Problem details =
Among the entries below, extract exactly the lines that run from the one with "pub enum Ineligibility" through the one with "check_eligibility(record.as_ref())?;", both ends included.
(Extracted material Opens)
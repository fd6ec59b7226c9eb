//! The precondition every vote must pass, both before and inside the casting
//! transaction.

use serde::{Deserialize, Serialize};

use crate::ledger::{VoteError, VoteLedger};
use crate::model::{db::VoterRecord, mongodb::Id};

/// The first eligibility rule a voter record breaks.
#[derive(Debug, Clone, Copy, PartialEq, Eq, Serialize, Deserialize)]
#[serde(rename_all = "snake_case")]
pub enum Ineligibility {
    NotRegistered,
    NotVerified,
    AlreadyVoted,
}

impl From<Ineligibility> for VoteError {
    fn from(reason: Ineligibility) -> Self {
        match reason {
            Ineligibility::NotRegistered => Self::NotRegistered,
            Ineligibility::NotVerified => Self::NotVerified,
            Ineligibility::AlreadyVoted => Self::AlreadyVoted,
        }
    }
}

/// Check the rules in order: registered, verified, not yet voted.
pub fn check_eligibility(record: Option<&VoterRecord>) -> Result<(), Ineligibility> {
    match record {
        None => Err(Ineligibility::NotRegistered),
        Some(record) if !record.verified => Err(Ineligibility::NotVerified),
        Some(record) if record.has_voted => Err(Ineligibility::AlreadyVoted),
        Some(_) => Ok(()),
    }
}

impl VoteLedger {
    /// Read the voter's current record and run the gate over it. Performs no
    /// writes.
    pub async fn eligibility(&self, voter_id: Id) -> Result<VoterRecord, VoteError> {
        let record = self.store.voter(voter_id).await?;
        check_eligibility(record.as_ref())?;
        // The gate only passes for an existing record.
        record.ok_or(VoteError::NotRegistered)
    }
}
(Extracted material Closes)
(Extracted material Opens)
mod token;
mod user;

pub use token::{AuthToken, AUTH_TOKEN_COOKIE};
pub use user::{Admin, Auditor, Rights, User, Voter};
(Extracted material Closes)
The answer =
pub enum Ineligibility {
    NotRegistered,
    NotVerified,
    AlreadyVoted,
}

impl From<Ineligibility> for VoteError {
    fn from(reason: Ineligibility) -> Self {
        match reason {
            Ineligibility::NotRegistered => Self::NotRegistered,
            Ineligibility::NotVerified => Self::NotVerified,
            Ineligibility::AlreadyVoted => Self::AlreadyVoted,
        }
    }
}

/// Check the rules in order: registered, verified, not yet voted.
pub fn check_eligibility(record: Option<&VoterRecord>) -> Result<(), Ineligibility> {
    match record {
        None => Err(Ineligibility::NotRegistered),
        Some(record) if !record.verified => Err(Ineligibility::NotVerified),
        Some(record) if record.has_voted => Err(Ineligibility::AlreadyVoted),
        Some(_) => Ok(()),
    }
}

impl VoteLedger {
    /// Read the voter's current record and run the gate over it. Performs no
    /// writes.
    pub async fn eligibility(&self, voter_id: Id) -> Result<VoterRecord, VoteError> {
        let record = self.store.voter(voter_id).await?;
        check_eligibility(record.as_ref())?;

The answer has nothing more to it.